Indian rupee weakens past 42/dlr as data weighs
(Updates to close)
By Saikat Chatterjee
MUMBAI, May 12 (Reuters) - The Indian rupee INR=IN weakened past 42 per dollar for the first time in more than a year on Monday after data showing factory output grew at its slowest in six years raised concerns about a slowdown in the economy.
The data sparked dollar buying by foreign and private banks, which then triggered stop-loss orders to exit positions based on the dollar weakening that accelerated the rupee's fall.
Support for the currency was already fragile as record oil prices have boosted dollar demand from refiners, and last week's stock market losses had raised concerns about foreigners withdrawing investment funds.
The partially convertible rupee ended at 42.05/06 per dollar, more than 1 percent down from Friday's close of 41.60/61. It has fallen 3.4 percent since May 2 to its lowest since April 2007.
Industrial output grew 3.0 percent in March from a year earlier, well below market forecasts and raising worries about growth at the same time as inflation has risen to 3-½ year highs. See [ID:nBOM216199].

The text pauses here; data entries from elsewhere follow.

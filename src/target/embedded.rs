use async_trait::async_trait;
use std::net::{SocketAddr, TcpListener};
use std::sync::Arc;
use tokio::sync::RwLock;
use tracing::{debug, info, warn};
use wiremock::{Mock, MockServer, Request, Respond, ResponseTemplate};

use super::journal::{JournalEntry, JournalTap, RequestJournal};
use super::StubTarget;
use crate::error::{LoaderError, Result};
use crate::matching::{BodyMatcher, HeaderMatcher, MethodMatcher, UrlMatcher};
use crate::stub::{DelayDistribution, ResponseDefinition, StubRule};
use crate::template::{ResponseTemplater, TemplateRequest};

/// Settings for the in-process server
#[derive(Debug, Clone)]
pub struct EmbeddedOptions {
    /// Most recent requests kept in the journal; 0 keeps none
    pub journal_entries: usize,
}

impl Default for EmbeddedOptions {
    fn default() -> Self {
        Self {
            journal_entries: 200,
        }
    }
}

/// `wiremock::MockServer` started on an ephemeral localhost port
pub struct EmbeddedTarget {
    server: RwLock<Option<MockServer>>,
    address: SocketAddr,
    delay: Arc<parking_lot::RwLock<Option<DelayDistribution>>>,
    templater: Arc<ResponseTemplater>,
    journal: Arc<RequestJournal>,
}

impl EmbeddedTarget {
    pub async fn start(options: &EmbeddedOptions) -> Result<Self> {
        let listener = TcpListener::bind("127.0.0.1:0").map_err(LoaderError::Bind)?;
        listener.set_nonblocking(true).map_err(LoaderError::Bind)?;
        let address = listener.local_addr().map_err(LoaderError::Bind)?;

        // wiremock's own journal is unbounded
        let server = MockServer::builder()
            .listener(listener)
            .disable_request_recording()
            .start()
            .await;

        let target = Self {
            server: RwLock::new(Some(server)),
            address,
            delay: Arc::new(parking_lot::RwLock::new(None)),
            templater: Arc::new(ResponseTemplater::new()),
            journal: Arc::new(RequestJournal::new(options.journal_entries)),
        };
        if let Some(server) = target.server.read().await.as_ref() {
            target.mount_journal(server).await;
        }

        info!(%address, journal_entries = options.journal_entries, "embedded mock server started");
        Ok(target)
    }

    pub fn port(&self) -> u16 {
        self.address.port()
    }

    /// Most recent requests received, oldest first
    pub fn journal(&self) -> Vec<JournalEntry> {
        self.journal.entries()
    }

    async fn mount_journal(&self, server: &MockServer) {
        if self.journal.capacity() == 0 {
            return;
        }
        server
            .register(
                Mock::given(JournalTap(Arc::clone(&self.journal)))
                    .respond_with(ResponseTemplate::new(500))
                    .with_priority(1),
            )
            .await;
    }

    /// Translate a rule into a mounted-ready `wiremock` mock
    fn build_mock(&self, rule: &StubRule) -> Result<Mock> {
        let request = &rule.request;
        let mut builder = Mock::given(MethodMatcher(request.method));

        if let Some(url) = UrlMatcher::compile(request)? {
            builder = builder.and(url);
        }
        for (name, predicate) in &request.headers {
            builder = builder.and(HeaderMatcher::compile(name, predicate)?);
        }
        for predicate in &request.body_patterns {
            builder = builder.and(BodyMatcher::compile(predicate)?);
        }

        let templated = rule.response.is_templated();
        if templated {
            if let Some(body) = &rule.response.body {
                self.templater.validate(body)?;
            }
        }

        let mut mock = builder.respond_with(StubResponder {
            response: rule.response.clone(),
            templated,
            templater: Arc::clone(&self.templater),
            delay: Arc::clone(&self.delay),
        });
        if let Some(priority) = rule.priority {
            mock = mock.with_priority(priority);
        }
        Ok(mock)
    }
}

#[async_trait]
impl StubTarget for EmbeddedTarget {
    async fn register(&self, rule: &StubRule) -> Result<()> {
        let mock = self.build_mock(rule)?;
        let guard = self.server.read().await;
        let server = guard.as_ref().ok_or(LoaderError::TargetStopped)?;
        server.register(mock).await;
        Ok(())
    }

    async fn reset(&self) -> Result<()> {
        let guard = self.server.read().await;
        let server = guard.as_ref().ok_or(LoaderError::TargetStopped)?;
        server.reset().await;
        self.mount_journal(server).await;
        debug!(address = %self.address, "embedded mock server reset");
        Ok(())
    }

    async fn set_global_random_delay(&self, delay: DelayDistribution) -> Result<()> {
        *self.delay.write() = Some(delay);
        Ok(())
    }

    fn base_url(&self) -> String {
        format!("http://localhost:{}/", self.address.port())
    }

    async fn stop(&self) -> Result<()> {
        if let Some(server) = self.server.write().await.take() {
            drop(server);
            info!(address = %self.address, "embedded mock server stopped");
        }
        Ok(())
    }
}

/// Produces a rule's response, rendering templates and applying the
/// server-wide delay per request
struct StubResponder {
    response: ResponseDefinition,
    templated: bool,
    templater: Arc<ResponseTemplater>,
    delay: Arc<parking_lot::RwLock<Option<DelayDistribution>>>,
}

impl Respond for StubResponder {
    fn respond(&self, request: &Request) -> ResponseTemplate {
        let body = match (&self.response.body, self.templated) {
            (Some(template), true) => {
                match self
                    .templater
                    .render(template, &TemplateRequest::from_wiremock(request))
                {
                    Ok(rendered) => Some(rendered),
                    Err(e) => {
                        warn!(error = %e, url = %request.url, "response template failed");
                        return ResponseTemplate::new(500).set_body_string(e.to_string());
                    }
                }
            }
            (body, _) => body.clone(),
        };

        let mut template = ResponseTemplate::new(self.response.status);
        for (name, value) in &self.response.headers {
            template = template.insert_header(name.as_str(), value.as_str());
        }
        if let Some(body) = body {
            template = template.set_body_bytes(body.into_bytes());
        }
        if let Some(delay) = *self.delay.read() {
            template = template.set_delay(delay.sample(&mut rand::thread_rng()));
        }
        template
    }
}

"The numbers have raised some doubts on the overall growth prospects in the coming months, and good dollar demand has seen it triggering some stop-losses," said V. Rajagopal, head of currency trading at Mumbai-based Kotak Mahindra Bank.
The rupee has lost 6.3 percent against the dollar in 2008 to be Asia's weakest currency behind the Korean won KRW=. The rupee rose more than 12 percent in 2007. Continued...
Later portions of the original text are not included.